# First fish through the ice



## sowbelly101 (Apr 5, 2004)

just caught my first one through the ice. brought a spud bar with me to work and chipped a hole in the ice by the pump house. lowered the jig to the bottom (10feet) and started to lift slowly. rod bent over and up comes a 12" bass.. man that felt good...

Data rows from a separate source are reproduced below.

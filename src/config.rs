use serde::Deserialize;

use crate::cache::CacheConfig;
use crate::metrics::HealthThresholds;
use crate::synth::SynthesisConfig;

#[derive(Debug, Clone, Deserialize)]
pub struct AppConfig {
    #[serde(default)]
    pub throttle: ThrottleConfig,
    #[serde(default)]
    pub bucketing: BucketingConfig,
    #[serde(default)]
    pub synthesis: SynthesisConfig,
    #[serde(default)]
    pub health: HealthThresholds,
    #[serde(default)]
    pub cache: CacheConfig,
    #[serde(default)]
    pub sync: SyncConfig,
}

#[derive(Debug, Clone, Deserialize)]
pub struct ThrottleConfig {
    pub window_ms: u64,
}

impl Default for ThrottleConfig {
    fn default() -> Self {
        Self { window_ms: 1000 }
    }
}

#[derive(Debug, Clone, Deserialize)]
pub struct BucketingConfig {
    pub window_count: usize,
    pub window_width_ms: i64,
}

impl Default for BucketingConfig {
    fn default() -> Self {
        Self {
            window_count: 20,
            window_width_ms: 60_000,
        }
    }
}

#[derive(Debug, Clone, Deserialize)]
pub struct SyncConfig {
    pub poll_interval_ms: u64,
    /// How often to log sync stats at INFO level.
    pub stats_log_interval_secs: u64,
    /// Buffered push events before the channel applies backpressure.
    pub push_channel_capacity: usize,
}

impl Default for SyncConfig {
    fn default() -> Self {
        Self {
            poll_interval_ms: 5_000,
            stats_log_interval_secs: 60,
            push_channel_capacity: 64,
        }
    }
}

impl AppConfig {
    pub fn load() -> anyhow::Result<Self> {
        let path = std::env::var("CONFIG_FILE").unwrap_or_else(|_| "config.toml".into());
        let s = std::fs::read_to_string(&path)?;
        Self::load_from_str(&s)
    }

    /// Parse and validate config from a string (e.g. for tests).
    pub fn load_from_str(s: &str) -> anyhow::Result<Self> {
        let config: AppConfig = toml::from_str(s)?;
        config.validate()?;
        Ok(config)
    }

    fn validate(&self) -> anyhow::Result<()> {
        anyhow::ensure!(
            self.throttle.window_ms > 0,
            "throttle.window_ms must be > 0, got {}",
            self.throttle.window_ms
        );
        anyhow::ensure!(
            self.bucketing.window_count > 0,
            "bucketing.window_count must be > 0, got {}",
            self.bucketing.window_count
        );
        anyhow::ensure!(
            self.bucketing.window_width_ms > 0,
            "bucketing.window_width_ms must be > 0, got {}",
            self.bucketing.window_width_ms
        );
        anyhow::ensure!(
            self.synthesis.minimum_total >= 0.0 && self.synthesis.minimum_total.is_finite(),
            "synthesis.minimum_total must be a finite number >= 0, got {}",
            self.synthesis.minimum_total
        );
        anyhow::ensure!(
            self.synthesis.minimum_per_point >= 0.0 && self.synthesis.minimum_per_point.is_finite(),
            "synthesis.minimum_per_point must be a finite number >= 0, got {}",
            self.synthesis.minimum_per_point
        );
        anyhow::ensure!(
            self.synthesis.default_len > 0,
            "synthesis.default_len must be > 0, got {}",
            self.synthesis.default_len
        );
        anyhow::ensure!(
            (0.0..=100.0).contains(&self.health.healthy_percent)
                && (0.0..=100.0).contains(&self.health.degraded_percent),
            "health thresholds must be within [0, 100], got healthy={} degraded={}",
            self.health.healthy_percent,
            self.health.degraded_percent
        );
        anyhow::ensure!(
            self.health.degraded_percent <= self.health.healthy_percent,
            "health.degraded_percent must be <= health.healthy_percent, got {} > {}",
            self.health.degraded_percent,
            self.health.healthy_percent
        );
        anyhow::ensure!(
            self.cache.refetch_interval_ms > 0,
            "cache.refetch_interval_ms must be > 0, got {}",
            self.cache.refetch_interval_ms
        );
        anyhow::ensure!(
            self.cache.stale_time_ms > 0,
            "cache.stale_time_ms must be > 0, got {}",
            self.cache.stale_time_ms
        );
        anyhow::ensure!(
            self.sync.poll_interval_ms > 0,
            "sync.poll_interval_ms must be > 0, got {}",
            self.sync.poll_interval_ms
        );
        anyhow::ensure!(
            self.sync.stats_log_interval_secs > 0,
            "sync.stats_log_interval_secs must be > 0, got {}",
            self.sync.stats_log_interval_secs
        );
        anyhow::ensure!(
            self.sync.push_channel_capacity > 0,
            "sync.push_channel_capacity must be > 0, got {}",
            self.sync.push_channel_capacity
        );
        Ok(())
    }
}
// Time-bucket aggregation: fold an unordered record stream into a fixed-width,
// gapless, zero-filled window sequence, then reduce each window for charting.
// Pure over its inputs; `now_ms` is an explicit parameter so output is
// deterministic and testable.

use std::collections::HashMap;

use crate::models::{Bucket, Series, SeriesPoint, TimestampedRecord};
use chrono::{DateTime, Utc};
use thiserror::Error;

#[derive(Debug, Error)]
pub enum AggregationError {
    #[error("invalid bucket configuration: {0}")]
    InvalidConfiguration(String),
}

/// Per-window reduction semantics. `output` names the aggregate written into
/// `Bucket::aggregates`; it is initialized to 0.0 before any record is folded in.
#[derive(Debug, Clone)]
pub enum Reducer {
    /// Events per window; no named aggregate beyond `Bucket::count`.
    Count,
    /// Sum of a numeric attribute across the window's records.
    Sum { attribute: String, output: String },
    /// Mean of a numeric attribute; an empty window reports 0.0, never NaN.
    Mean { attribute: String, output: String },
}

impl Reducer {
    pub fn mean_of(attribute: &str, output: &str) -> Self {
        Reducer::Mean {
            attribute: attribute.to_string(),
            output: output.to_string(),
        }
    }

    pub fn sum_of(attribute: &str, output: &str) -> Self {
        Reducer::Sum {
            attribute: attribute.to_string(),
            output: output.to_string(),
        }
    }

    fn output_key(&self) -> Option<&str> {
        match self {
            Reducer::Count => None,
            Reducer::Sum { output, .. } | Reducer::Mean { output, .. } => Some(output),
        }
    }
}

/// Groups `records` into exactly `window_count` contiguous buckets of
/// `window_width_ms`, the last one ending at `now_ms` rounded up to the window
/// width (a `now` on a boundary is used as-is, so the in-progress window is
/// covered). Records outside the total window are silently dropped. Every bucket
/// exists with count 0 and zeroed aggregates even when no record lands in it.
pub fn bucketize(
    records: &[TimestampedRecord],
    window_count: usize,
    window_width_ms: i64,
    now_ms: i64,
    reducer: &Reducer,
) -> Result<Vec<Bucket>, AggregationError> {
    if window_width_ms <= 0 {
        return Err(AggregationError::InvalidConfiguration(format!(
            "window_width_ms must be > 0, got {window_width_ms}"
        )));
    }
    if window_count == 0 {
        return Err(AggregationError::InvalidConfiguration(
            "window_count must be > 0".to_string(),
        ));
    }

    let end_ms = round_up(now_ms, window_width_ms);
    let start_ms = end_ms - (window_count as i64) * window_width_ms;

    let mut buckets: Vec<Bucket> = (0..window_count)
        .map(|i| {
            let window_start_ms = start_ms + (i as i64) * window_width_ms;
            let mut aggregates = HashMap::new();
            if let Some(key) = reducer.output_key() {
                aggregates.insert(key.to_string(), 0.0);
            }
            Bucket {
                window_start_ms,
                window_end_ms: window_start_ms + window_width_ms,
                count: 0,
                aggregates,
            }
        })
        .collect();

    for record in records {
        if record.ts_ms < start_ms || record.ts_ms >= end_ms {
            continue;
        }
        let idx = ((record.ts_ms - start_ms) / window_width_ms) as usize;
        let bucket = &mut buckets[idx];
        bucket.count += 1;
        match reducer {
            Reducer::Count => {}
            Reducer::Sum { attribute, output } | Reducer::Mean { attribute, output } => {
                if let Some(v) = record.numeric_attribute(attribute) {
                    *bucket.aggregates.entry(output.clone()).or_insert(0.0) += v;
                }
            }
        }
    }

    if let Reducer::Mean { output, .. } = reducer {
        for bucket in &mut buckets {
            let sum = bucket.aggregates.get(output).copied().unwrap_or(0.0);
            let mean = if bucket.count == 0 {
                0.0
            } else {
                sum / bucket.count as f64
            };
            bucket.aggregates.insert(output.clone(), mean);
        }
    }

    Ok(buckets)
}

/// Which bucket field becomes the point value when converting to a series.
#[derive(Debug, Clone)]
pub enum SeriesSource {
    Count,
    Aggregate(String),
}

/// Converts buckets to a chart-ready series, labeling each point from its window
/// start (UTC, HH:MM). Label formatting lives here, not in bucketize, so bucket
/// math stays on numeric instants.
pub fn series_from_buckets(buckets: &[Bucket], source: &SeriesSource) -> Series {
    let points = buckets
        .iter()
        .map(|b| SeriesPoint {
            label: window_label(b.window_start_ms),
            value: match source {
                SeriesSource::Count => b.count as f64,
                SeriesSource::Aggregate(key) => b.aggregates.get(key).copied().unwrap_or(0.0),
            },
        })
        .collect();
    Series::real(points)
}

/// UTC HH:MM label for a window-start instant.
pub fn window_label(ts_ms: i64) -> String {
    DateTime::<Utc>::from_timestamp_millis(ts_ms)
        .map(|dt| dt.format("%H:%M").to_string())
        .unwrap_or_default()
}

fn round_up(value: i64, multiple: i64) -> i64 {
    let rem = value.rem_euclid(multiple);
    if rem == 0 { value } else { value + (multiple - rem) }
}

bring on the stuff we can walk on..


sowbelly


----------



## sliderville (Apr 21, 2004)

lucky dog


----------



## crappielooker (Apr 5, 2004)

no freakin way..you didn't.. lol..
i thought you were only kiddin me maan..  at least ya got slimed on..


----------



## Full_Choke (Apr 13, 2004)

And the crowds ROARED!


----------



## fisherman261 (Apr 25, 2004)

Man I'm jealous!


----------



## sowbelly101 (Apr 5, 2004)

if i was going to tell a lie i would make it a good one... there woulda been 10 or so slabs caught.. the wind blew the ice to the north side where the pump house is, there is a v shaped concrete wall where its 10-12 feet deep. i just stood on the ground poked an opening and started jiggin... im not at the artic pole, im in central ohio.

sowbelly


----------



## CHOPIQ (Apr 6, 2004)

I drove by St Marys lake today and it was probably coated about 90% with a layer of ice. Of course not safe enough to walk on. Indian Lake was about 25% coated. Won't be long now. I'm off all week so probably try to hit the ice Wednesday or Thursday.


----------



## sowbelly101 (Apr 5, 2004)

im sure ill be spud'n around everyday. spikes are enroute as well so once they show up the game is on. my dad tried around the dock's at st mary's the other day and they didnt do anygood. whats goin on with IL, havent heard of anything happening there this year? must be an off year..

sowbelly


----------



## 03zrider (May 17, 2004)

that is awsome .i am so ready to get out the poles


----------



## tpet96 (Apr 6, 2004)

Any word on the backwaters of Indian yet Sow? Those crappies are likely ready for a pounding


----------



## sowbelly101 (Apr 5, 2004)

I dont know how the fishing through the ice is going to be at Indian this year. We never got a good bite going this fall so I cant say that I'll be spending much time there. Do have a spot we can try out , and i know we can get some gills n crappies.. Baby is due in 3 weeks so i cant do much traveling if ya catch my drift.


Sowbelly


----------



## zpyles_00 (Dec 15, 2004)

Hows it going fellas 

I was walking on the ice saturday at indian lake back at long island and over by the game reserve. 1-1/2" - 2" max. went in twice right at the bank only up to my knees thankfully. we should have a solid 4" by thursday, I will be on the ice first thing thursday! 

good luck
zpyles_00


----------



## sowbelly101 (Apr 5, 2004)

let us know the ice conditions up there, if we get the snow there calling for wednesday and thursday there will be a blanket of snow insulating our ice formation in central ohio. i was on a pond today with 3" but it had a high pucker factor. 

thanks
sowbelly


----------